Data for analysis.
++++++
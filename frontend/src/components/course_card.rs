use yew::prelude::*;

use crate::{config::asset_path, models::CourseSummary};

#[derive(Properties, PartialEq, Clone)]
pub struct CourseCardProps {
    pub course: CourseSummary,
    /// Extra classes for the thumbnail, e.g. a fixed height in grids.
    #[prop_or_default]
    pub image_class: Classes,
}

fn instructor_name(course: &CourseSummary) -> Option<String> {
    course
        .instructor
        .as_ref()
        .map(|instructor| format!("{} {}", instructor.first_name, instructor.last_name))
        .map(|name| name.trim().to_string())
        .filter(|name| !name.is_empty())
}

#[function_component(CourseCard)]
pub fn course_card(props: &CourseCardProps) -> Html {
    let course = &props.course;
    let thumbnail = course
        .thumbnail
        .clone()
        .filter(|url| !url.trim().is_empty())
        .unwrap_or_else(|| asset_path("static/course-placeholder.png"));

    html! {
        <article class="course-card">
            <img
                src={thumbnail}
                alt={course.name.clone()}
                loading="lazy"
                class={classes!("course-card-image", "w-full", "rounded-xl", "object-cover", props.image_class.clone())}
            />
            <div class="flex flex-col gap-2 px-1 py-3">
                <h3 class="course-card-title">{ &course.name }</h3>
                {
                    if let Some(name) = instructor_name(course) {
                        html! { <p class="course-card-instructor">{ name }</p> }
                    } else {
                        html! {}
                    }
                }
                <p class="course-card-reviews">
                    { format!("{} Ratings", course.review_count) }
                </p>
                {
                    if let Some(price) = course.price {
                        html! { <p class="course-card-price">{ format!("Rs. {}", price) }</p> }
                    } else {
                        html! {}
                    }
                }
            </div>
        </article>
    }
}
++++++
What needs to be done. Tally the lines of the records that contain "price", then write only the total.

Answer area. 2